Lenk’s requests asked for all emails from city and private accounts, phone call records, interactions with staff and “calendar, contacts and computer files, etc.” from council members Rebecca Francik, Saul Martinez, Matt Watkins and Mike Garrison, as well as Crutchfield.
Last month, Superior Court Judge Sal Mendoza dismissed Lenk’s public records lawsuit against Pasco, saying the city properly responded to Lenk’s request for personal and governmental emails sent to and by Francik and Martinez.
Mendoza said the city did a reasonable search for the emails.
The city gave Lenk a schedule of when he can expect to get the records. He has yet to receive Watkins’ emails and isn’t expected to get records until 2015 for Crutchfield, who began working for the city in 1978.
Strebel estimated that the remaining requests will cost tens of thousands more dollars and thousands more employee hours.
Crutchfield called Lenk’s requests ridiculous.
Lenk worked in city government and at a public hospital district in California before becoming human resources director for Richland in 1999. He interviewed for a job in Pasco but Crutchfield hired someone else. Lenk left his Richland job in 2006 because of systematic autoimmune disease.
“If anybody in the community should be able to narrow the requests, it should be him,” Crutchfield said.
He contends Lenk is upset about the annexation of areas near him.
“It’s all deliberate. It goes back to revenge,” Crutchfield said.
Strebel said Lenk has requested virtually every document the city has.
“There is only one word to describe that request and that’s ‘outrageous,’ ” he said.
A few years ago, Pasco City Clerk Debbie Clark used to spend 5 percent to 10 percent of her time dealing with public records requests and now spends about 90 percent of her time with requests, Crutchfield said.
In another one of Lenk’s requests, he’s asked to see what money has been spent within a half mile of 11 properties in the city, including those owned by Crutchfield and the council members who voted for annexation.
“I live right behind Chiawana Park,” Crutchfield said. “We spend $100,000 a year on that park. It doesn’t benefit me personally. It’s a public facility.”
Lenk said the efforts to restrict the state public records law began long before he made his requests.
“That has nothing to do with me.
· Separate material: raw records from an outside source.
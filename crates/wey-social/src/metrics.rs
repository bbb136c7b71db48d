//! Metrics collection for notification dispatch

use std::collections::HashMap;

/// Counters kept by the notification worker, keyed by event kind
#[derive(Debug, Clone, Default)]
pub struct NotificationMetrics {
    /// Events handed to the handler successfully
    pub delivered: HashMap<&'static str, usize>,

    /// Events the handler failed to deliver
    pub failed: HashMap<&'static str, usize>,
}

impl NotificationMetrics {
    /// Create new empty metrics
    pub fn new() -> Self {
        Self::default()
    }

    /// Record a successful delivery
    pub fn record_delivered(&mut self, kind: &'static str) {
        *self.delivered.entry(kind).or_insert(0) += 1;
    }

    /// Record a failed delivery
    pub fn record_failed(&mut self, kind: &'static str) {
        *self.failed.entry(kind).or_insert(0) += 1;
    }

    /// Total deliveries across all kinds
    pub fn total_delivered(&self) -> usize {
        self.delivered.values().sum()
    }

    /// Total failures across all kinds
    pub fn total_failed(&self) -> usize {
        self.failed.values().sum()
    }

    /// Reset all metrics
    pub fn reset(&mut self) {
        self.delivered.clear();
        self.failed.clear();
    }

    /// Generate a summary report of metrics
    pub fn summary(&self) -> String {
        let mut lines = vec![
            "Notification Metrics Summary".to_string(),
            "============================".to_string(),
            format!("Delivered: {}", self.total_delivered()),
            format!("Failed:    {}", self.total_failed()),
        ];

        let mut kinds: Vec<_> = self
            .delivered
            .keys()
            .chain(self.failed.keys())
            .copied()
            .collect();
        kinds.sort_unstable();
        kinds.dedup();

        for kind in kinds {
            lines.push(format!(
                "  {}: {} delivered, {} failed",
                kind,
                self.delivered.get(kind).copied().unwrap_or(0),
                self.failed.get(kind).copied().unwrap_or(0)
            ));
        }

        lines.join("\n")
    }
}

#[cfg(test)]
mod tests {
    use super::*;

    #[test]
    fn test_counts_per_kind() {
        let mut metrics = NotificationMetrics::new();
        metrics.record_delivered("new_friendrequest");
        metrics.record_delivered("new_friendrequest");
        metrics.record_failed("accepted_friendrequest");

        assert_eq!(metrics.total_delivered(), 2);
        assert_eq!(metrics.total_failed(), 1);
        assert_eq!(metrics.delivered["new_friendrequest"], 2);
    }

    #[test]
    fn test_summary_lists_kinds() {
        let mut metrics = NotificationMetrics::new();
        metrics.record_delivered("new_friendrequest");
        metrics.record_failed("accepted_friendrequest");

        let summary = metrics.summary();
        assert!(summary.contains("Delivered: 1"));
        assert!(summary.contains("accepted_friendrequest: 0 delivered, 1 failed"));
        assert!(summary.contains("new_friendrequest: 1 delivered, 0 failed"));
    }

    #[test]
    fn test_reset() {
        let mut metrics = NotificationMetrics::new();
        metrics.record_delivered("new_friendrequest");
        metrics.reset();
        assert_eq!(metrics.total_delivered(), 0);
    }
}
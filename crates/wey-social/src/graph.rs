//! Two-hop connections graph builder
//!
//! Materializes the subgraph reachable from an origin within two hops over
//! connected pairs, as a flat edge list for client-side rendering. Depth is
//! capped at two, so no visited-set search is needed; edges are de-duplicated
//! by unordered pair.

use crate::{Result, SocialError};
use serde::{Serialize, Serializer};
use std::collections::{BTreeMap, BTreeSet};
use std::sync::Arc;
use tracing::debug;
use wey_domain::{IdentityId, IdentityPair, RelationshipStore};

fn serialize_id<S>(id: &IdentityId, serializer: S) -> std::result::Result<S::Ok, S::Error>
where
    S: Serializer,
{
    serializer.collect_str(id)
}

/// A weighted edge of the connections graph
#[derive(Debug, Clone, PartialEq, Serialize)]
pub struct GraphEdge {
    /// Endpoint the traversal came from
    #[serde(serialize_with = "serialize_id")]
    pub source: IdentityId,

    /// Endpoint the traversal reached
    #[serde(serialize_with = "serialize_id")]
    pub target: IdentityId,

    /// Connection score
    pub weight: f64,
}

/// Edge list of an origin's two-hop neighbourhood
///
/// Serializes as `{"origin": "...", "edges": [{"source", "target", "weight"}]}`.
#[derive(Debug, Clone, PartialEq, Serialize)]
pub struct ConnectionsGraph {
    /// The identity the traversal started from
    #[serde(serialize_with = "serialize_id")]
    pub origin: IdentityId,

    /// One edge per unordered pair, sorted by pair
    pub edges: Vec<GraphEdge>,
}

impl ConnectionsGraph {
    /// Number of edges
    pub fn len(&self) -> usize {
        self.edges.len()
    }

    /// Whether the graph has no edges
    pub fn is_empty(&self) -> bool {
        self.edges.is_empty()
    }

    /// The edge between `a` and `b`, in either orientation
    pub fn edge(&self, a: IdentityId, b: IdentityId) -> Option<&GraphEdge> {
        self.edges.iter().find(|e| {
            (e.source == a && e.target == b) || (e.source == b && e.target == a)
        })
    }

    /// Whether an edge joins `a` and `b`
    pub fn contains_edge(&self, a: IdentityId, b: IdentityId) -> bool {
        self.edge(a, b).is_some()
    }

    /// Every identity appearing in the graph
    pub fn nodes(&self) -> BTreeSet<IdentityId> {
        self.edges
            .iter()
            .flat_map(|e| [e.source, e.target])
            .collect()
    }

    /// Render as pretty JSON
    pub fn to_json(&self) -> std::result::Result<String, serde_json::Error> {
        serde_json::to_string_pretty(self)
    }
}

/// Builds two-hop connections graphs from a store
pub struct GraphBuilder<S> {
    store: Arc<S>,
}

impl<S> GraphBuilder<S>
where
    S: RelationshipStore,
    S::Error: std::error::Error + Send + Sync + 'static,
{
    /// Create a builder over a shared store
    pub fn new(store: Arc<S>) -> Self {
        Self { store }
    }

    /// Build the connections graph around `origin`
    ///
    /// 1. Every connected pair incident to `origin` yields a direct neighbour
    ///    and an edge `(origin, neighbour)`.
    /// 2. Every connected pair incident to a direct neighbour yields an edge
    ///    `(neighbour, secondary)`; the secondary may be the origin or another
    ///    neighbour.
    ///
    /// Edges are keyed by unordered pair. When a pair is visited twice the
    /// later visit wins.
    pub fn build(&self, origin: IdentityId) -> Result<ConnectionsGraph> {
        if self
            .store
            .get_identity(origin)
            .map_err(SocialError::store)?
            .is_none()
        {
            return Err(SocialError::NotFound(format!("identity {}", origin)));
        }

        let mut edges: BTreeMap<IdentityPair, GraphEdge> = BTreeMap::new();
        let direct = self.store.connections_of(origin).map_err(SocialError::store)?;

        for connection in &direct {
            let Some(neighbor) = connection.other(origin) else {
                continue;
            };
            edges.insert(
                connection.pair,
                GraphEdge {
                    source: origin,
                    target: neighbor,
                    weight: connection.score,
                },
            );

            let secondary = self
                .store
                .connections_of(neighbor)
                .map_err(SocialError::store)?;
            for second in secondary {
                let Some(second_friend) = second.other(neighbor) else {
                    continue;
                };
                edges.insert(
                    second.pair,
                    GraphEdge {
                        source: neighbor,
                        target: second_friend,
                        weight: second.score,
                    },
                );
            }
        }

        debug!(
            "Built connections graph for {}: {} direct neighbours, {} edges",
            origin,
            direct.len(),
            edges.len()
        );

        Ok(ConnectionsGraph {
            origin,
            edges: edges.into_values().collect(),
        })
    }
}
They have been doing that for years, as have many cities,” he said.
Lenk said he is merely holding cities to their constitutional responsibility to provide public records. He said that duty is more important than the responsibility to “protect and serve.
“Actually it’s more important, because there’s no requirement for them to provide police protection, but there is a requirement to make documents available to the public,” Lenk argued. “It could be very easy for them to just put everything online to where you don’t need to make a public records request, but the city of Pasco just avoids making things public.”
Lenk maintains he has only asked for computer files from the city, which are easy to access.
“All the cities try to do it, say it’s a mandated cost,” he said. “It’s not a mandated cost, it’s a requirement of being a city. If you want to be a city, your primary responsibility is to make the public have access to your records. Today that is so easy to do.”
Pasco is paying the National Research Center $6,000 to conduct its survey, Strebel said.
Past surveys have had about three questions, with issues ranging from improvements to downtown to a sales tax increase for a regional aquatics center.
In 2011, about 231 people completed and returned the survey.
Other issues being considered for the next survey include questions about development in the city’s Urban Growth Area, a management merit pay program, continued participation in the Regional Public Facilities District and city ambulance service for the doughnut hole area.
Surveys should be mailed in late November or early December.
The council will consider the survey questions at Monday’s meeting at 7 p.m. at city hall.